アレクシス殿下は机に向かい、淡々と書状を整理していた。
しかしその手元は、普段よりもわずかに迷いを含んでいるように見える。
静かに控えていたルネが、少しだけ様子を窺いながら口を開いた。
「……殿下」
「何だ?」
「止めなくてよろしいのですか?」
アレクシス殿下の手が、ふと止まる。
わざわざ説明せずとも、ルネの言葉が何を指しているのかは分かっている。
「ユーリ殿下の件か」
「はい。王都案内の件も含め、ユーリ殿下の動きはもはや明確にございます。あの方は、本気でリディア嬢を口説きに入っております」
静かな執務室に、微かな緊張感が漂う。
アレクシス殿下は、しばし無言のまま窓の外に視線を移した。
「……止める理由がない」
「それは――」
ルネは思わず言葉を飲む。
「まだ正式な婚約を交わしているわけではない。外交賓客の要請を断れば、かえって盤上を乱す。……ならば見守る他あるまい」
言葉は理路整然としている。
だが、その声音にはどこか迷いが混ざっていた。
しばらくの沈黙が落ちる。
「……彼の国に嫁いだ方が、リディアにとっては幸せかもしれぬ、とな」
「殿下……」
「王太子との婚約破棄もある。
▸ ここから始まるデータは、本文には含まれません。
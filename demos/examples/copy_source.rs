// Copyright 2025 the Understory Authors
// SPDX-License-Identifier: Apache-2.0 OR MIT

//! Copy existing data structures into layout trees.
//!
//! A binary search tree is copied through its `left`/`right` fields, so a
//! missing child keeps its slot empty and the layout still places the present
//! child on the correct side. A linked list is copied through its single
//! `next` field. Every laid-out node points back at the value it came from.
//!
//! Run:
//! - `RUST_LOG=debug cargo run -p understory_tree_layout_demos --example copy_source`

use kurbo::Size;
use understory_tree_layout::{Arity, ChildFields, CopyConfig, LayoutConfig, Tree, TreeError};

#[derive(Debug)]
struct Bst {
    key: i32,
    left: Option<Box<Self>>,
    right: Option<Box<Self>>,
}

impl Bst {
    fn new(key: i32) -> Self {
        Self {
            key,
            left: None,
            right: None,
        }
    }

    fn insert(&mut self, key: i32) {
        let slot = if key < self.key {
            &mut self.left
        } else {
            &mut self.right
        };
        match slot {
            Some(child) => child.insert(key),
            None => *slot = Some(Box::new(Self::new(key))),
        }
    }

    fn key(&self) -> i32 {
        self.key
    }

    fn left(&self) -> Option<&Self> {
        self.left.as_deref()
    }

    fn right(&self) -> Option<&Self> {
        self.right.as_deref()
    }
}

const BST_FIELDS: &[fn(&Bst) -> Option<&Bst>] = &[Bst::left, Bst::right];

#[derive(Debug)]
struct Step {
    name: &'static str,
    next: Option<Box<Self>>,
}

impl Step {
    fn name(&self) -> &'static str {
        self.name
    }

    fn next(&self) -> Option<&Self> {
        self.next.as_deref()
    }
}

const STEP_FIELDS: &[fn(&Step) -> Option<&Step>] = &[Step::next];

fn main() -> Result<(), TreeError> {
    env_logger::init();

    let mut bst = Bst::new(50);
    for key in [30, 70, 20, 40, 35, 45, 80, 75, 90, 95] {
        bst.insert(key);
    }
    let config = CopyConfig {
        data: Bst::key,
        children: ChildFields::Fixed(BST_FIELDS),
    };
    // Start from an existing two-slot root and fill it in place.
    let mut tree: Tree<i32, &Bst> = Tree::with_bind(0, Arity::Fixed(2), &bst);
    tree.copy_data(&bst, &config)?;

    let layout = LayoutConfig::new(Size::new(40.0, 40.0))
        .with_sibling_space(20.0)
        .with_cousin_space(30.0)
        .with_parent_child_space(40.0);
    let bounds = tree.update_graphics(layout);
    println!("Binary search tree, {} nodes, bounds {bounds:?}", tree.node_count());
    print!("{}", tree.outline(None));

    // Nodes map back to their source values.
    if let Some(leaf) = tree.iter().find(|&id| tree.data(id) == Some(&95)) {
        let source = tree.bind(leaf).copied();
        println!("node {leaf:?} draws {:?}", source.map(|b| b.key));
    }

    let steps = Step {
        name: "parse",
        next: Some(Box::new(Step {
            name: "check",
            next: Some(Box::new(Step {
                name: "emit",
                next: None,
            })),
        })),
    };
    let config = CopyConfig {
        data: Step::name,
        children: ChildFields::Fixed(STEP_FIELDS),
    };
    let mut list = Tree::from_source(&steps, &config);
    list.update_graphics(layout);
    println!();
    println!("Pipeline:");
    print!("{}", list.outline(list.first_child(list.root())));

    Ok(())
}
国内の派閥争いに疲弊するより、遠い異国の地で新たに歩む方が――生きやすいのではないかと、そう考えぬわけでもない」
いつになく弱音めいた響きだった。
だが、すぐにアレクシス殿下は小さく苦笑した。
「……愚かな考えだな」
「愚かではございません。ただ――殿下の本心ではないのでしょう」
ルネは静かに告げる。
アレクシス殿下はしばし黙し、そして低く呟いた。
「……行かないでほしい」
その一言には、ようやく滲み出た己の本音が乗っていた。
ルネは静かに頭を下げた。
それ以上の言葉は、今は不要だと理解していた。
茜色の光が、ゆっくりと王弟の横顔を照らしていた。